Gaza, le ferite dei corpi e delle menti

30 Maggio 2025

Valeria Verdolini Presidente Antigone Lombardia

Un commento all’incontro “Per ritrovare pace. Trauma, testimonianza, cura” con Samah Jabr in Fondazione Feltrinelli, a Milano.

Ieri sera (29 maggio 2025, ndr) ho ascoltato le parole potenti di Samah Jabr, psichiatra palestinese.

Le sue riflessioni erano attraversate da una lucidità dolorosa e politica, che mette in discussione chi ascolta. Ha parlato di ferite inflitte, di corpi e menti segnate. La terapia, però, è la cura, lo spazio di fiducia nell’umanità. A Gaza sono trascorsi 602 di assedio, di cui 80 giorni consecutivi di fame. Samah ha parlato del senso di colpa dei sopravvissuti, che si accompagna alla difficoltà di dare un nome al trauma e a tendenza, comprensibile, di negare la realtà per sopravvivere. Il processo di guarigione passa anche attraverso questa colpa e il modo in cui si riesce a integrarla nel proprio vissuto.

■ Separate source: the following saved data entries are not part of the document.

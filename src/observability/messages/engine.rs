// Copyright (c) 2025 Steve Wagner (ciroque@live.com)
// SPDX-License-Identifier: MIT

//! Message types for pipeline runs.
//!
//! This module contains message types for logging events related to:
//! * Run lifecycle (start, completion, failure)
//! * Module execution inside a run
//! * Work queue scheduling decisions

use crate::observability::messages::StructuredLog;
use std::fmt::{Display, Formatter};
use tracing::Span;

/// Pipeline run started from its single root.
///
/// # Log Level
/// `info!` - Important operational event
///
/// # Example
/// ```
/// use dagwood_pipeline::observability::messages::engine::RunStarted;
///
/// let msg = RunStarted {
///     root_key: "input",
///     module_count: 3,
///     link_count: 2,
/// };
///
/// tracing::info!("{}", msg);
/// ```
pub struct RunStarted<'a> {
    pub root_key: &'a str,
    pub module_count: usize,
    pub link_count: usize,
}

impl Display for RunStarted<'_> {
    fn fmt(&self, f: &mut Formatter) -> std::fmt::Result {
        write!(
            f,
            "Starting pipeline run from root '{}': {} modules, {} links",
            self.root_key, self.module_count, self.link_count
        )
    }
}

impl StructuredLog for RunStarted<'_> {
    fn log(&self) {
        tracing::info!(
            root_key = self.root_key,
            module_count = self.module_count,
            link_count = self.link_count,
            "{}", self
        );
    }

    fn span(&self, name: &str) -> Span {
        tracing::info_span!(
            "pipeline_run",
            span_name = name,
            root_key = self.root_key,
            module_count = self.module_count,
            link_count = self.link_count,
        )
    }
}

/// Pipeline run finished with a single terminal result.
///
/// # Log Level
/// `info!` - Important operational event
pub struct RunCompleted {
    pub modules_executed: usize,
    pub duration: std::time::Duration,
}

impl Display for RunCompleted {
    fn fmt(&self, f: &mut Formatter) -> std::fmt::Result {
        write!(
            f,
            "Pipeline run completed: {} modules executed in {:?}",
            self.modules_executed, self.duration
        )
    }
}

impl StructuredLog for RunCompleted {
    fn log(&self) {
        tracing::info!(
            modules_executed = self.modules_executed,
            duration_ms = self.duration.as_millis() as u64,
            "{}", self
        );
    }

    fn span(&self, name: &str) -> Span {
        tracing::info_span!(
            "pipeline_run_completed",
            span_name = name,
            modules_executed = self.modules_executed,
            duration = ?self.duration,
        )
    }
}

/// Pipeline run aborted.
///
/// # Log Level
/// `error!` - Failure requiring attention
pub struct RunFailed<'a> {
    pub error: &'a dyn std::error::Error,
}

impl Display for RunFailed<'_> {
    fn fmt(&self, f: &mut Formatter) -> std::fmt::Result {
        write!(f, "Pipeline run failed: {}", self.error)
    }
}

impl StructuredLog for RunFailed<'_> {
    fn log(&self) {
        tracing::error!(error = %self.error, "{}", self);
    }

    fn span(&self, name: &str) -> Span {
        tracing::error_span!("pipeline_run_failed", span_name = name, error = %self.error)
    }
}

/// A module was popped from the queue and is about to run.
///
/// # Log Level
/// `debug!` - Per-module detail
///
/// # Example
/// ```
/// use dagwood_pipeline::observability::messages::engine::ModuleExecutionStarted;
///
/// let msg = ModuleExecutionStarted {
///     module_key: "summarizer",
///     module_name: "template",
///     input_count: 2,
/// };
///
/// tracing::debug!("{}", msg);
/// ```
pub struct ModuleExecutionStarted<'a> {
    pub module_key: &'a str,
    pub module_name: &'a str,
    pub input_count: usize,
}

impl Display for ModuleExecutionStarted<'_> {
    fn fmt(&self, f: &mut Formatter) -> std::fmt::Result {
        write!(
            f,
            "Running module '{}' ({}) with {} inputs",
            self.module_key, self.module_name, self.input_count
        )
    }
}

impl StructuredLog for ModuleExecutionStarted<'_> {
    fn log(&self) {
        tracing::debug!(
            module_key = self.module_key,
            module_name = self.module_name,
            input_count = self.input_count,
            "{}", self
        );
    }

    fn span(&self, name: &str) -> Span {
        tracing::debug_span!(
            "module_execution",
            span_name = name,
            module_key = self.module_key,
            module_name = self.module_name,
            input_count = self.input_count,
        )
    }
}

/// A module finished and produced its outputs.
///
/// # Log Level
/// `debug!` - Per-module detail
pub struct ModuleExecutionCompleted<'a> {
    pub module_key: &'a str,
    pub output_count: usize,
    pub duration: std::time::Duration,
}

impl Display for ModuleExecutionCompleted<'_> {
    fn fmt(&self, f: &mut Formatter) -> std::fmt::Result {
        write!(
            f,
            "Module '{}' completed: {} outputs in {:?}",
            self.module_key, self.output_count, self.duration
        )
    }
}

impl StructuredLog for ModuleExecutionCompleted<'_> {
    fn log(&self) {
        tracing::debug!(
            module_key = self.module_key,
            output_count = self.output_count,
            duration_ms = self.duration.as_millis() as u64,
            "{}", self
        );
    }

    fn span(&self, name: &str) -> Span {
        tracing::debug_span!(
            "module_execution_completed",
            span_name = name,
            module_key = self.module_key,
            output_count = self.output_count,
            duration = ?self.duration,
        )
    }
}

/// A module's operation returned an error. The run stops here.
///
/// # Log Level
/// `error!` - Failure requiring attention
///
/// # Example
/// ```
/// use dagwood_pipeline::errors::ModuleError;
/// use dagwood_pipeline::observability::messages::engine::ModuleExecutionFailed;
///
/// let error = ModuleError::Failed("index offline".to_string());
/// let msg = ModuleExecutionFailed {
///     module_key: "retriever",
///     error: &error,
/// };
///
/// tracing::error!("{}", msg);
/// ```
pub struct ModuleExecutionFailed<'a> {
    pub module_key: &'a str,
    pub error: &'a dyn std::error::Error,
}

impl Display for ModuleExecutionFailed<'_> {
    fn fmt(&self, f: &mut Formatter) -> std::fmt::Result {
        write!(
            f,
            "Module '{}' execution failed: {}",
            self.module_key, self.error
        )
    }
}

impl StructuredLog for ModuleExecutionFailed<'_> {
    fn log(&self) {
        tracing::error!(
            module_key = self.module_key,
            error = %self.error,
            "{}", self
        );
    }

    fn span(&self, name: &str) -> Span {
        tracing::error_span!(
            "module_execution_failed",
            span_name = name,
            module_key = self.module_key,
            error = %self.error,
        )
    }
}

/// A module's inputs are complete and it joined the work queue.
///
/// # Log Level
/// `trace!` - Scheduling detail
pub struct ModuleQueued<'a> {
    pub module_key: &'a str,
    pub queue_len: usize,
}

impl Display for ModuleQueued<'_> {
    fn fmt(&self, f: &mut Formatter) -> std::fmt::Result {
        write!(
            f,
            "Module '{}' ready, queue length {}",
            self.module_key, self.queue_len
        )
    }
}

impl StructuredLog for ModuleQueued<'_> {
    fn log(&self) {
        tracing::trace!(
            module_key = self.module_key,
            queue_len = self.queue_len,
            "{}", self
        );
    }

    fn span(&self, name: &str) -> Span {
        tracing::trace_span!(
            "module_queued",
            span_name = name,
            module_key = self.module_key,
            queue_len = self.queue_len,
        )
    }
}
// Copyright (c) 2025 Steve Wagner (ciroque@live.com)
// SPDX-License-Identifier: MIT

use std::sync::Arc;

use super::modules::*;
use crate::config::ModuleConfig;
use crate::errors::ConfigError;
use crate::traits::Module;

/// Factory for creating local (in-process) module instances
pub struct LocalModuleFactory;

impl LocalModuleFactory {
    /// Create a module instance from configuration
    ///
    /// The `processor` field in the config determines which module to create:
    /// - "change_text_case_upper" -> ChangeTextCaseModule (uppercase)
    /// - "change_text_case_lower" -> ChangeTextCaseModule (lowercase)
    /// - "change_text_case_proper" -> ChangeTextCaseModule (proper case)
    /// - "change_text_case_title" -> ChangeTextCaseModule (title case)
    /// - "reverse_text" -> ReverseTextModule
    /// - "token_counter" -> TokenCounterModule
    /// - "prefix_suffix_adder" -> PrefixSuffixAdderModule (`prefix` / `suffix` options)
    /// - "template" -> TemplateModule (`template` option, required)
    pub fn create_module(config: &ModuleConfig) -> Result<Arc<dyn Module>, ConfigError> {
        let module_id = config.display_id();
        let processor = config
            .processor
            .as_deref()
            .ok_or_else(|| ConfigError::MissingField {
                module_id: module_id.clone(),
                field: "processor",
            })?;

        match processor {
            "change_text_case_upper" => Ok(Arc::new(ChangeTextCaseModule::upper())),
            "change_text_case_lower" => Ok(Arc::new(ChangeTextCaseModule::lower())),
            "change_text_case_proper" => Ok(Arc::new(ChangeTextCaseModule::proper())),
            "change_text_case_title" => Ok(Arc::new(ChangeTextCaseModule::title())),

            "reverse_text" => Ok(Arc::new(ReverseTextModule::new())),
            "token_counter" => Ok(Arc::new(TokenCounterModule::new())),

            "prefix_suffix_adder" => Ok(Arc::new(PrefixSuffixAdderModule::new(PrefixSuffixConfig {
                prefix: string_option(config, "prefix")?,
                suffix: string_option(config, "suffix")?,
            }))),

            "template" => {
                let template = string_option(config, "template")?.ok_or(ConfigError::MissingField {
                    module_id,
                    field: "options.template",
                })?;
                Ok(Arc::new(TemplateModule::new(template)))
            }

            _ => Err(ConfigError::UnknownProcessor(processor.to_string())),
        }
    }

    /// List all available local module implementations
    pub fn list_available_implementations() -> Vec<&'static str> {
        vec![
            "change_text_case_upper",
            "change_text_case_lower",
            "change_text_case_proper",
            "change_text_case_title",
            "reverse_text",
            "token_counter",
            "prefix_suffix_adder",
            "template",
        ]
    }

    /// Check if an implementation is available
    pub fn is_implementation_available(name: &str) -> bool {
        Self::list_available_implementations().contains(&name)
    }
}

/// Read an optional string option; any other value type is rejected.
fn string_option(config: &ModuleConfig, option: &str) -> Result<Option<String>, ConfigError> {
    match config.options.get(option) {
        None => Ok(None),
        Some(serde_yaml::Value::String(value)) => Ok(Some(value.clone())),
        Some(other) => Err(ConfigError::InvalidOption {
            module_id: config.display_id(),
            option: option.to_string(),
            reason: format!("expected a string, got {:?}", other),
        }),
    }
}

#[cfg(test)]
mod tests {
    use super::*;
    use crate::config::BackendType;
    use crate::traits::ModuleInputs;
    use serde_json::json;
    use std::collections::HashMap;

    fn create_test_config(id: &str, processor: &str) -> ModuleConfig {
        ModuleConfig {
            id: Some(id.to_string()),
            backend: BackendType::Local,
            processor: Some(processor.to_string()),
            pipeline: None,
            options: HashMap::new(),
        }
    }

    async fn run_text(module: Arc<dyn Module>, input: &str) -> serde_json::Value {
        let inputs = ModuleInputs::from([(INPUT_SLOT.to_string(), json!(input))]);
        let mut outputs = module.run_component(inputs).await.unwrap();
        outputs.remove(OUTPUT_SLOT).unwrap()
    }

    #[tokio::test]
    async fn test_create_text_modules() {
        let test_cases = vec![
            ("change_text_case_upper", "hello", "HELLO"),
            ("change_text_case_lower", "HELLO", "hello"),
            ("change_text_case_proper", "hello world", "Hello World"),
            ("change_text_case_title", "the quick brown fox", "The Quick Brown Fox"),
            ("reverse_text", "hello", "olleh"),
        ];

        for (processor, input, expected) in test_cases {
            let config = create_test_config("test", processor);
            let module = LocalModuleFactory::create_module(&config)
                .unwrap_or_else(|e| panic!("Failed to create module {}: {}", processor, e));

            assert_eq!(run_text(module, input).await, json!(expected), "processor: {}", processor);
        }
    }

    #[tokio::test]
    async fn test_create_prefix_suffix_adder_from_options() {
        let mut config = create_test_config("wrap", "prefix_suffix_adder");
        config.options.insert("prefix".to_string(), serde_yaml::Value::from("<"));
        config.options.insert("suffix".to_string(), serde_yaml::Value::from(">"));

        let module = LocalModuleFactory::create_module(&config).unwrap();

        assert_eq!(run_text(module, "tag").await, json!("<tag>"));
    }

    #[test]
    fn test_create_template_requires_template_option() {
        let config = create_test_config("render", "template");

        let result = LocalModuleFactory::create_module(&config);

        assert!(matches!(
            result,
            Err(ConfigError::MissingField { module_id, field: "options.template" }) if module_id == "render"
        ));
    }

    #[test]
    fn test_non_string_option_rejected() {
        let mut config = create_test_config("wrap", "prefix_suffix_adder");
        config.options.insert("prefix".to_string(), serde_yaml::Value::from(7));

        let result = LocalModuleFactory::create_module(&config);

        assert!(matches!(
            result,
            Err(ConfigError::InvalidOption { option, .. }) if option == "prefix"
        ));
    }

    #[test]
    fn test_create_module_missing_processor() {
        let mut config = create_test_config("test", "");
        config.processor = None;

        let result = LocalModuleFactory::create_module(&config);

        let error_msg = result.err().unwrap().to_string();
        assert_eq!(error_msg, "Module 'test' is missing the 'processor' field");
    }

    #[test]
    fn test_create_module_unknown_processor() {
        let config = create_test_config("test", "unknown_processor");

        let result = LocalModuleFactory::create_module(&config);

        assert!(matches!(result, Err(ConfigError::UnknownProcessor(name)) if name == "unknown_processor"));
    }

    #[test]
    fn test_list_available_implementations() {
        let implementations = LocalModuleFactory::list_available_implementations();
        assert!(implementations.contains(&"change_text_case_upper"));
        assert!(implementations.contains(&"template"));

        for name in implementations {
            assert!(LocalModuleFactory::is_implementation_available(name));
        }
        assert!(!LocalModuleFactory::is_implementation_available("word_frequency_analyzer"));
    }
}
//! # Booking Ledger
//!
//! Owns ticket records: atomically converts a seat-selection request
//! into tickets for a showtime, rejecting the whole batch if any seat
//! is invalid or already taken.
//!
//! ## Booking Flow
//! ```text
//! ┌─────────────────────────────────────────────────────────────────────────┐
//! │                  book_seats(showtime, [seats])                          │
//! │                                                                         │
//! │  1. seat list non-empty?        → Validation if empty                  │
//! │  2. BEGIN TRANSACTION                                                  │
//! │     ├── showtime exists?        → NotFound                             │
//! │     ├── every seat resolves?    → NotFound                             │
//! │     ├── seats on this screen?   → Validation                           │
//! │     ├── none already ticketed?  → Conflict (fast path)                 │
//! │     └── INSERT one ticket per seat, price copied from showtime         │
//! │         └── UNIQUE (showtime, seat) violation → Conflict (lost race)   │
//! │  3. COMMIT - all-or-nothing: a failure at any step books nothing       │
//! │                                                                         │
//! └─────────────────────────────────────────────────────────────────────────┘
//! ```
//!
//! The in-process "already ticketed" check is only the fast-path
//! rejection; the UNIQUE constraint is the correctness guarantee, and
//! its violation is translated back into the same conflict the check
//! would have produced.

use std::collections::HashSet;

use chrono::Utc;
use sqlx::SqlitePool;
use tracing::debug;
use uuid::Uuid;

use crate::error::{ConflictError, DbError, ServiceError, ServiceResult};
use crate::inventory::SeatInventory;
use crate::repository::seat::SeatRepository;
use crate::repository::showtime::ShowtimeRepository;
use crate::repository::ticket::TicketRepository;
use cinema_core::validation::validate_seat_selection;
use cinema_core::{SeatStatus, SeatStatusEntry, Ticket, ValidationError};

/// Transactional booking service for tickets.
#[derive(Debug, Clone)]
pub struct BookingLedger {
    pool: SqlitePool,
}

impl BookingLedger {
    /// Creates a new BookingLedger.
    pub fn new(pool: SqlitePool) -> Self {
        BookingLedger { pool }
    }

    /// Books the given seats for a showtime, creating one ticket per
    /// seat with the price copied from the showtime's current ticket
    /// price. All-or-nothing: if any seat is invalid or taken, no
    /// ticket is created.
    pub async fn book_seats(
        &self,
        showtime_id: &str,
        seat_ids: &[String],
    ) -> ServiceResult<Vec<Ticket>> {
        validate_seat_selection(seat_ids)?;

        let mut tx = self.pool.begin().await.map_err(DbError::from)?;

        let showtime = ShowtimeRepository::fetch_by_id(&mut tx, showtime_id)
            .await?
            .ok_or_else(|| ServiceError::not_found("Showtime", showtime_id))?;

        // Resolve every requested seat; a short list is a NotFound for
        // the whole request
        let mut seats = Vec::with_capacity(seat_ids.len());
        for seat_id in seat_ids {
            let seat = SeatRepository::fetch_by_id(&mut tx, seat_id)
                .await?
                .ok_or_else(|| ServiceError::not_found("Seat", seat_id))?;
            seats.push(seat);
        }

        // Every seat must sit on the showtime's venue and screen
        for seat in &seats {
            if seat.venue_id != showtime.venue_id
                || seat.screen_number != showtime.screen_number
            {
                return Err(ValidationError::SeatScreenMismatch {
                    seat_id: seat.id.clone(),
                }
                .into());
            }
        }

        // Fast-path rejection before any insert
        for seat in &seats {
            if TicketRepository::exists_for_seat(&mut tx, showtime_id, &seat.id).await? {
                return Err(ConflictError::SeatsAlreadyBooked {
                    showtime_id: showtime_id.to_string(),
                }
                .into());
            }
        }

        let now = Utc::now();
        let mut tickets = Vec::with_capacity(seats.len());
        for seat in &seats {
            let ticket = Ticket {
                id: Uuid::new_v4().to_string(),
                showtime_id: showtime_id.to_string(),
                seat_id: seat.id.clone(),
                price_cents: showtime.ticket_price_cents,
                booked_at: now,
            };

            match TicketRepository::insert(&mut tx, &ticket).await {
                Ok(()) => tickets.push(ticket),
                // Another booking won the race between our check and
                // this insert; same outward conflict as the fast path
                Err(err) if err.is_unique_violation() => {
                    return Err(ConflictError::SeatsAlreadyBooked {
                        showtime_id: showtime_id.to_string(),
                    }
                    .into());
                }
                Err(err) => return Err(err.into()),
            }
        }

        tx.commit().await.map_err(DbError::from)?;

        debug!(
            showtime_id = %showtime_id,
            count = tickets.len(),
            "Seats booked"
        );
        Ok(tickets)
    }

    /// Returns the seat map for a showtime: every seat of the
    /// showtime's screen, labeled `Booked` when a ticket references it
    /// and `Free` otherwise.
    ///
    /// Read-only apart from the lazy grid materialization it may
    /// trigger on a screen's first read.
    pub async fn seat_map(&self, showtime_id: &str) -> ServiceResult<Vec<SeatStatusEntry>> {
        let showtime = ShowtimeRepository::new(self.pool.clone())
            .get_by_id(showtime_id)
            .await?
            .ok_or_else(|| ServiceError::not_found("Showtime", showtime_id))?;

        let seats = SeatInventory::new(self.pool.clone())
            .resolve_seat_grid(&showtime.venue_id, showtime.screen_number)
            .await?;

        let tickets = TicketRepository::new(self.pool.clone())
            .list_for_showtime(showtime_id)
            .await?;
        let booked: HashSet<&str> = tickets.iter().map(|t| t.seat_id.as_str()).collect();

        let entries = seats
            .into_iter()
            .map(|seat| {
                let status = if booked.contains(seat.id.as_str()) {
                    SeatStatus::Booked
                } else {
                    SeatStatus::Free
                };
                SeatStatusEntry {
                    seat_id: seat.id,
                    row_label: seat.row_label,
                    seat_number: seat.seat_number,
                    status,
                }
            })
            .collect();

        Ok(entries)
    }
}

// =============================================================================
// Unit Tests
// =============================================================================

#[cfg(test)]
mod tests {
    use super::*;
    use crate::pool::{Database, DbConfig};
    use chrono::{DateTime, TimeZone};
    use cinema_core::{NewShowtime, NewVenue};

    fn at(hour: u32, minute: u32) -> DateTime<Utc> {
        Utc.with_ymd_and_hms(2030, 1, 1, hour, minute, 0).unwrap()
    }

    /// Venue + showtime on screen 1 with a materialized grid.
    async fn booking_fixture() -> (Database, String, Vec<String>) {
        let db = Database::new(DbConfig::in_memory()).await.unwrap();
        let venue = db
            .venues()
            .create(NewVenue {
                name: "Odeon Leicester Square".to_string(),
                address_line: "24-26 Leicester Square".to_string(),
                city: "London".to_string(),
                state_or_province: None,
                postcode: Some("WC2H 7JY".to_string()),
                country: Some("UK".to_string()),
                total_screens: 10,
                phone: None,
                email: None,
            })
            .await
            .unwrap();

        let showtime = db
            .scheduler()
            .create(NewShowtime {
                movie_title: "The Batman".to_string(),
                screen_number: 1,
                start_time: at(19, 30),
                end_time: at(21, 0),
                ticket_price_cents: 1250,
                language: Some("English".to_string()),
                format: Some("2D".to_string()),
                venue_id: venue.id.clone(),
            })
            .await
            .unwrap();

        let seats = db.inventory().resolve_seat_grid(&venue.id, 1).await.unwrap();
        let seat_ids = seats.into_iter().map(|s| s.id).collect();

        (db, showtime.id, seat_ids)
    }

    #[tokio::test]
    async fn test_booking_creates_one_ticket_per_seat_with_copied_price() {
        let (db, showtime_id, seat_ids) = booking_fixture().await;

        let tickets = db
            .bookings()
            .book_seats(&showtime_id, &seat_ids[0..2])
            .await
            .unwrap();

        assert_eq!(tickets.len(), 2);
        assert!(tickets.iter().all(|t| t.price_cents == 1250));
        assert_eq!(
            db.tickets().count_for_showtime(&showtime_id).await.unwrap(),
            2
        );
    }

    #[tokio::test]
    async fn test_empty_seat_list_is_validation_error() {
        let (db, showtime_id, _) = booking_fixture().await;

        let result = db.bookings().book_seats(&showtime_id, &[]).await;
        assert!(matches!(result, Err(ServiceError::Validation(_))));
    }

    #[tokio::test]
    async fn test_missing_showtime_is_not_found() {
        let (db, _, seat_ids) = booking_fixture().await;

        let result = db
            .bookings()
            .book_seats("no-such-showtime", &seat_ids[0..1])
            .await;
        assert!(matches!(result, Err(ServiceError::NotFound { .. })));
    }

    #[tokio::test]
    async fn test_unknown_seat_is_not_found_and_books_nothing() {
        let (db, showtime_id, seat_ids) = booking_fixture().await;

        let request = vec![seat_ids[0].clone(), "no-such-seat".to_string()];
        let result = db.bookings().book_seats(&showtime_id, &request).await;

        assert!(matches!(result, Err(ServiceError::NotFound { .. })));
        assert_eq!(
            db.tickets().count_for_showtime(&showtime_id).await.unwrap(),
            0
        );
    }

    #[tokio::test]
    async fn test_seat_from_other_screen_is_validation_error() {
        let (db, showtime_id, _) = booking_fixture().await;

        // Materialize screen 2 and try its seats against the screen 1
        // showtime
        let venue_id = db
            .scheduler()
            .get(&showtime_id)
            .await
            .unwrap()
            .venue_id;
        let other_screen = db.inventory().resolve_seat_grid(&venue_id, 2).await.unwrap();

        let result = db
            .bookings()
            .book_seats(&showtime_id, &[other_screen[0].id.clone()])
            .await;

        assert!(matches!(
            result,
            Err(ServiceError::Validation(
                ValidationError::SeatScreenMismatch { .. }
            ))
        ));
        assert_eq!(
            db.tickets().count_for_showtime(&showtime_id).await.unwrap(),
            0
        );
    }

    #[tokio::test]
    async fn test_repeat_booking_is_conflict_and_count_unchanged() {
        let (db, showtime_id, seat_ids) = booking_fixture().await;
        let ledger = db.bookings();

        // A1 + A2 succeed once
        ledger
            .book_seats(&showtime_id, &seat_ids[0..2])
            .await
            .unwrap();

        // The identical call conflicts and adds nothing
        let result = ledger.book_seats(&showtime_id, &seat_ids[0..2]).await;
        assert!(matches!(result, Err(ServiceError::Conflict(_))));
        assert_eq!(
            db.tickets().count_for_showtime(&showtime_id).await.unwrap(),
            2
        );
    }

    #[tokio::test]
    async fn test_booking_is_all_or_nothing() {
        let (db, showtime_id, seat_ids) = booking_fixture().await;
        let ledger = db.bookings();

        // A1 is taken by an earlier booking
        let prior = ledger
            .book_seats(&showtime_id, &seat_ids[0..1])
            .await
            .unwrap();

        // Requesting {A1, A2} fails outright: A2 gains no ticket and
        // A1's prior ticket is unchanged
        let result = ledger.book_seats(&showtime_id, &seat_ids[0..2]).await;
        assert!(matches!(result, Err(ServiceError::Conflict(_))));

        let tickets = db.tickets().list_for_showtime(&showtime_id).await.unwrap();
        assert_eq!(tickets.len(), 1);
        assert_eq!(tickets[0].id, prior[0].id);
        assert_eq!(tickets[0].seat_id, seat_ids[0]);
    }

    #[tokio::test]
    async fn test_seat_map_partition_matches_ticket_table() {
        let (db, showtime_id, seat_ids) = booking_fixture().await;

        db.bookings()
            .book_seats(&showtime_id, &seat_ids[0..3])
            .await
            .unwrap();

        let map = db.bookings().seat_map(&showtime_id).await.unwrap();
        assert_eq!(map.len(), 50);

        let booked: Vec<&SeatStatusEntry> = map
            .iter()
            .filter(|e| e.status == SeatStatus::Booked)
            .collect();
        assert_eq!(booked.len(), 3);
        // Booked iff a ticket exists for (showtime, seat)
        for entry in &map {
            let has_ticket = seat_ids[0..3].contains(&entry.seat_id);
            assert_eq!(entry.status == SeatStatus::Booked, has_ticket);
        }
    }

    #[tokio::test]
    async fn test_seat_map_triggers_lazy_grid() {
        let (db, showtime_id, _) = booking_fixture().await;

        // A second showtime on a screen nobody has looked at yet
        let venue_id = db.scheduler().get(&showtime_id).await.unwrap().venue_id;
        let fresh = db
            .scheduler()
            .create(NewShowtime {
                movie_title: "Inside Out 2".to_string(),
                screen_number: 3,
                start_time: at(14, 0),
                end_time: at(16, 0),
                ticket_price_cents: 999,
                language: Some("English".to_string()),
                format: Some("2D".to_string()),
                venue_id,
            })
            .await
            .unwrap();

        let map = db.bookings().seat_map(&fresh.id).await.unwrap();
        assert_eq!(map.len(), 50);
        assert!(map.iter().all(|e| e.status == SeatStatus::Free));
    }

    #[tokio::test]
    async fn test_seat_map_missing_showtime_is_not_found() {
        let (db, _, _) = booking_fixture().await;

        let result = db.bookings().seat_map("no-such-showtime").await;
        assert!(matches!(result, Err(ServiceError::NotFound { .. })));
    }

    #[tokio::test]
    async fn test_deleting_showtime_cascades_tickets() {
        let (db, showtime_id, seat_ids) = booking_fixture().await;

        db.bookings()
            .book_seats(&showtime_id, &seat_ids[0..2])
            .await
            .unwrap();
        assert!(db.scheduler().delete(&showtime_id).await.unwrap());

        assert_eq!(
            db.tickets().count_for_showtime(&showtime_id).await.unwrap(),
            0
        );
    }
}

Ha ricordato che l’umanità è dialettica: non è composta solo da luce, ma anche da ombre, e questa tensione attraversa tutti, da sempre. Ci piacerebbe credere che il male sia opera di una minoranza patologica. Ma il presente dimostra che chi agisce il male oggi è organizzato, strutturato, e ha dato forma a un ordine mondiale difficile da scardinare. Tuttavia, c’è un altro potere meno visibile, ma non per questo insignificante: il potere delle persone che si oppongono. Non produce risultati immediati. Ma può creare brecce. E questo è già un atto politico.

La Palestina è, oggi, la questione morale centrale del nostro tempo. Non è una causa caritatevole ma una responsabilità politica, che interpella chiunque voglia definirsi umano. È un processo che ha valore in sé, non solo in funzione della meta. Anche se non arriveremo agli obiettivi, possiamo trasmetterli. Possiamo lasciarli in eredità. Possiamo farli sopravvivere. Questo è il senso profondo del Sumud, la perseveranza nella resistenza. «Quello che viviamo oggi – ha detto – i nostri nonni lo hanno vissuto nel 1948».
Samah ha parlato dell’aquilone, un oggetto che vola, ma anche un oggetto transizionale: serve a elaborare il trauma, a trasformare il dolore. I palestinesi sono vittime, ma non vittime assolute. Non chiedono commiserazione, ma giustizia. Sumud significa anche che chi sceglie la solidarietà non è automaticamente assolto: è coinvolto, è chiamato a rispondere, a scegliere da che parte stare. Samah ha denunciato con fermezza la complicità dei media, la scarsa conoscenza – soprattutto nel Nord del mondo – della storia della resistenza palestinese. Ha detto che a un certo punto sono stati offerti strumenti di lotta non violenta, ma in cambio è stato chiesto il silenzio, la rinuncia. È qui che si manifesta l’ingiustizia epistemica: non è solo una questione di narrazione, ma di chi ha il potere di decidere quale narrazione può circolare.

«Lo sguardo del Nord sul Sud globale è ancora coloniale», ha detto. E non è solo una questione linguistica: il linguaggio del dolore palestinese è difficile da tradurre in inglese. Non perché manchino le parole, ma perché manca l’ascolto. Manca la volontà di capire. Ieri è stato bellissimo, perché si è parlato di vita, di liberazione, di cura.

Valeria Verdolini insegna Sociologia del diritto, ed è Presidente di Antigone Lombardia.
L’ultimo libro è “L’istituzione reietta. Spazi e dinamiche del carcere in Italia”, Carocci, 2022.